Flames of the Torch

Summer at St. John’s is a time of hot weather and unusual quiet. Summer brings about vacation time, summer session classes, and of course, freshmen orientation. Everyone who walks the paths of St. John’s University is a product of the orientation program, whether you’re a native New Yorker, from across the country, or an international student. Everyone has been through the two day long event that takes place the summer before freshmen year, and don’t worry Freshmen, you’re not alone in thinking it’s a bore.

At times during your orientation you may be compelled to ask yourself, “Am I really in college, or is this a summer camp?” With designated groups, orientation leaders, strict schedules, and required community service, it’s easy to see the comparison.

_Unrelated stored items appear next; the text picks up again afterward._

#[cfg(test)]
mod tests {
    use std::{cell::RefCell, collections::VecDeque};

    use futures::executor::block_on;
    use pretty_assertions::assert_eq;
    use serde_json::{json, Value};

    use super::*;
    use crate::fs::ErrorKind;

    #[derive(Default)]
    struct ScriptedTransport {
        responses: RefCell<VecDeque<Result<HttpResponse, String>>>,
        requests: RefCell<Vec<HttpRequest>>,
    }

    impl ScriptedTransport {
        fn respond(self, status: u16, body: &str) -> Self {
            self.respond_with(status, Vec::new(), body.as_bytes())
        }

        fn respond_with(self, status: u16, headers: Vec<(&str, &str)>, body: &[u8]) -> Self {
            self.responses.borrow_mut().push_back(Ok(HttpResponse {
                status,
                headers: headers
                    .into_iter()
                    .map(|(k, v)| (k.to_string(), v.to_string()))
                    .collect(),
                body: body.to_vec(),
            }));
            self
        }

        fn fail(self, message: &str) -> Self {
            self.responses
                .borrow_mut()
                .push_back(Err(message.to_string()));
            self
        }

        fn request(&self, idx: usize) -> HttpRequest {
            self.requests.borrow()[idx].clone()
        }

        fn request_count(&self) -> usize {
            self.requests.borrow().len()
        }
    }

    impl HttpTransport for ScriptedTransport {
        fn send<'a>(
            &'a self,
            request: HttpRequest,
        ) -> HttpFuture<'a, Result<HttpResponse, String>> {
            self.requests.borrow_mut().push(request);
            let next = self
                .responses
                .borrow_mut()
                .pop_front()
                .unwrap_or_else(|| Err("no scripted response".to_string()));
            Box::pin(async move { next })
        }
    }

    fn client(transport: ScriptedTransport) -> HttpRemoteFsService<ScriptedTransport> {
        HttpRemoteFsService::new(transport, "/api/")
    }

    fn json_body(request: &HttpRequest) -> Value {
        serde_json::from_slice(request.body.as_deref().expect("body")).expect("json body")
    }

    #[test]
    fn list_roots_maps_refs_to_directory_entries() {
        let fs = client(ScriptedTransport::default().respond(
            200,
            r#"[{"id":1,"name":"Home"},{"id":"shared","name":"Shared"}]"#,
        ));

        let roots = block_on(fs.list_roots()).expect("roots");
        assert_eq!(
            roots,
            vec![
                DirectoryEntry::directory(1u64, "Home"),
                DirectoryEntry::directory("shared", "Shared"),
            ]
        );

        let request = fs.transport().request(0);
        assert_eq!(request.method, HttpMethod::Get);
        assert_eq!(request.url, "/api/filesystem/roots");
        assert_eq!(request.body, None);
    }

    #[test]
    fn list_favourites_preserves_server_order() {
        let fs = client(ScriptedTransport::default().respond(
            200,
            r#"[{"id":"z","name":"Zeta"},{"id":"a","name":"Alpha"}]"#,
        ));
        let names: Vec<String> = block_on(fs.list_favourites())
            .expect("favourites")
            .into_iter()
            .map(|entry| entry.name)
            .collect();
        assert_eq!(names, vec!["Zeta".to_string(), "Alpha".to_string()]);
        assert_eq!(fs.transport().request(0).url, "/api/filesystem/favourites");
    }

    #[test]
    fn resolve_directory_posts_lookup_body() {
        let fs = client(ScriptedTransport::default().respond(
            200,
            r#"{"entries":[{"id":"d1","name":"Docs","isDirectory":true},{"id":"f1","name":"a.txt","isDirectory":false}]}"#,
        ));
        let id = EntryId::from("root-1");

        let listing = block_on(fs.resolve_directory(&id)).expect("listing");
        assert_eq!(listing.len(), 2);
        assert!(listing.entries[0].is_directory);

        let request = fs.transport().request(0);
        assert_eq!(request.method, HttpMethod::Post);
        assert_eq!(request.url, "/api/filesystem/directory-lookup");
        assert_eq!(request.header("Content-Type"), Some("application/json"));
        assert_eq!(json_body(&request), json!({ "directory": "root-1" }));
    }

    #[test]
    fn malformed_listing_is_a_server_error() {
        let fs = client(
            ScriptedTransport::default()
                .respond(200, r#"{"entries":[{"id":"d1","name":"Docs"}]}"#)
                .respond(200, "not json"),
        );
        let id = EntryId::from("root-1");

        for _ in 0..2 {
            let err = block_on(fs.resolve_directory(&id)).expect_err("malformed");
            assert_eq!(err.kind(), ErrorKind::ServerError);
            assert!(err.message().contains("directory-lookup"));
        }
    }

    #[test]
    fn non_success_statuses_surface_typed_errors() {
        let fs = client(
            ScriptedTransport::default()
                .respond(404, "Directory does not exist")
                .respond(403, "")
                .fail("connection reset"),
        );
        let id = EntryId::from("missing-1");

        let err = block_on(fs.resolve_directory(&id)).expect_err("404");
        assert_eq!(
            err,
            RemoteFsError::NotFound("Directory does not exist".to_string())
        );
        let err = block_on(fs.resolve_directory(&id)).expect_err("403");
        assert_eq!(err, RemoteFsError::Unauthorized("HTTP 403".to_string()));
        let err = block_on(fs.resolve_directory(&id)).expect_err("network");
        assert_eq!(err, RemoteFsError::Network("connection reset".to_string()));
    }

    #[test]
    fn create_operations_post_parent_and_name() {
        let fs = client(
            ScriptedTransport::default()
                .respond(200, "OK")
                .respond(409, "Name exists"),
        );
        let parent = EntryId::from(7u64);

        block_on(fs.create_directory(&parent, "Photos")).expect("create dir");
        let request = fs.transport().request(0);
        assert_eq!(request.url, "/api/filesystem/dir");
        assert_eq!(json_body(&request), json!({ "directory": 7, "name": "Photos" }));

        let err = block_on(fs.create_file(&parent, "Photos")).expect_err("conflict");
        assert_eq!(err.kind(), ErrorKind::Conflict);
        assert_eq!(fs.transport().request(1).url, "/api/filesystem/file");
    }

    #[test]
    fn blank_names_never_reach_the_network() {
        let fs = client(ScriptedTransport::default());
        let parent = EntryId::from("p");

        let err = block_on(fs.create_directory(&parent, "  ")).expect_err("blank");
        assert_eq!(err.kind(), ErrorKind::Invalid);
        let err = block_on(fs.create_file(&parent, "")).expect_err("blank");
        assert_eq!(err.kind(), ErrorKind::Invalid);
        assert_eq!(fs.transport().request_count(), 0);
    }

    #[test]
    fn delete_selects_endpoint_by_kind() {
        let fs = client(
            ScriptedTransport::default()
                .respond(200, "OK")
                .respond(200, "OK"),
        );
        let id = EntryId::from("e-1");

        block_on(fs.delete_entry(&id, EntryKind::Directory)).expect("delete dir");
        block_on(fs.delete_entry(&id, EntryKind::File)).expect("delete file");

        let dir_request = fs.transport().request(0);
        assert_eq!(dir_request.method, HttpMethod::Delete);
        assert_eq!(dir_request.url, "/api/filesystem/dir");
        assert_eq!(json_body(&dir_request), json!({ "file": "e-1" }));
        assert_eq!(fs.transport().request(1).url, "/api/filesystem/file");
    }

    #[test]
    fn upload_chunk_sends_raw_bytes_with_metadata_headers() {
        let fs = client(ScriptedTransport::default().respond(200, ""));
        let dir = EntryId::from(12u64);

        block_on(fs.upload_chunk(&dir, "movie.mkv", &[1, 2, 3])).expect("upload");

        let request = fs.transport().request(0);
        assert_eq!(request.method, HttpMethod::Post);
        assert_eq!(request.url, "/api/filesystem/upload");
        assert_eq!(request.body, Some(vec![1, 2, 3]));
        assert_eq!(request.header("file-name"), Some("movie.mkv"));
        assert_eq!(request.header("directory"), Some("12"));
        assert_eq!(
            request.header("content-type"),
            Some("application/octet-stream")
        );
    }

    #[test]
    fn upload_rejects_names_that_cannot_travel_in_a_header() {
        let fs = client(ScriptedTransport::default().respond(200, ""));
        let dir = EntryId::from("d");

        for name in ["résumé 日本.txt", "line\nbreak.txt"] {
            let err = block_on(fs.upload_chunk(&dir, name, b"x")).expect_err("unsendable name");
            assert_eq!(err.kind(), ErrorKind::Invalid);
        }
        assert_eq!(fs.transport().request_count(), 0);

        block_on(fs.upload_chunk(&dir, "café.txt", b"x")).expect("latin-1 name");
        assert_eq!(fs.transport().request(0).header("file-name"), Some("café.txt"));
    }

    #[test]
    fn download_reads_filename_from_disposition() {
        let fs = client(
            ScriptedTransport::default()
                .respond_with(
                    200,
                    vec![("Content-Disposition", "attachment; filename=\"dummy.bin\"")],
                    b"xxxx",
                )
                .respond_with(200, Vec::new(), b"raw"),
        );
        let id = EntryId::from("f-9");

        let file = block_on(fs.download_file(&id)).expect("download");
        assert_eq!(file.filename, "dummy.bin");
        assert_eq!(file.bytes, b"xxxx".to_vec());
        let request = fs.transport().request(0);
        assert_eq!(request.url, "/api/filesystem/download");
        assert_eq!(request.header("file"), Some("f-9"));

        let file = block_on(fs.download_file(&id)).expect("download");
        assert_eq!(file.filename, "download");
    }
}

It can be a pain, and yes, it may annoy you for a few days of your summer vacation, but it is in no way indicative of what your college experience is going to be like.
When you arrive on campus in late August, there will be no scheduled lunch times or groups that you follow around campus for the day. No one is going to force you to do community service or attend a dance at Montgoris. The only obligatory and predetermined part of your daily schedule will be classes, everything else is up to you. So rest assured freshmen Johnnies, orientation is not college.

It’s exciting to realize this, and for many students it may even be a little overwhelming. When your first semester begins, there are endless ways to arrange your days, fill your time, and begin designing your college lifestyle. It is one of the most independent and freeing times of a person’s life, and it’s crucially important that you make the most of your time spent. If there’s one piece of advice that should be handed down to all incoming college freshmen it’s this: getting involved in groups and staying active on campus will increase your college experience by far.

At St. John’s, over 20,000 students roam the campus and funnel through buildings daily. Throughout the year, hundreds of clubs, activities, and events will take place designed for and by the students. Valuable advice and lessons will be taught and lifelong relationships, habits, and passions will be kindled. Unless you’re willing to invest your time and effort, all of these things will carry on without you and the real value of the college experience will be lost.

In reality, what is learned on campus is not always taught in a classroom. The most valuable lessons are learned outside of class through and alongside your classmates, so it’s imperative that you seek new experiences and people to share your college time with. If you don’t seek things out, it’s highly probable that you won’t enjoy your time at St. John’s, or any other University or college. Now that you’re in college, you’re old enough to know what you want from life and St. John’s is going to be where you start organizing these thoughts.

It’s daunting at first, but given time you will begin to feel comfortable and ready to find your niche. The best way to meet people with similar interests and start getting involved is to simply seek out activities. Clubs and activity fairs help introduce new students to the plethora of campus life that exist at St. John’s and people exist around the school that can help you find what you’re looking for.
You’ll soon begin to realize upon arriving on campus that nothing will be presented to you as it was in high school. Opportunities and activities are there for the taking, but it’s up to you to make it happen.

Enjoying the next four years will not be difficult if you utilize all that is at your disposal. Orientation is almost over; soon it will be time to make the next four years the best of your life.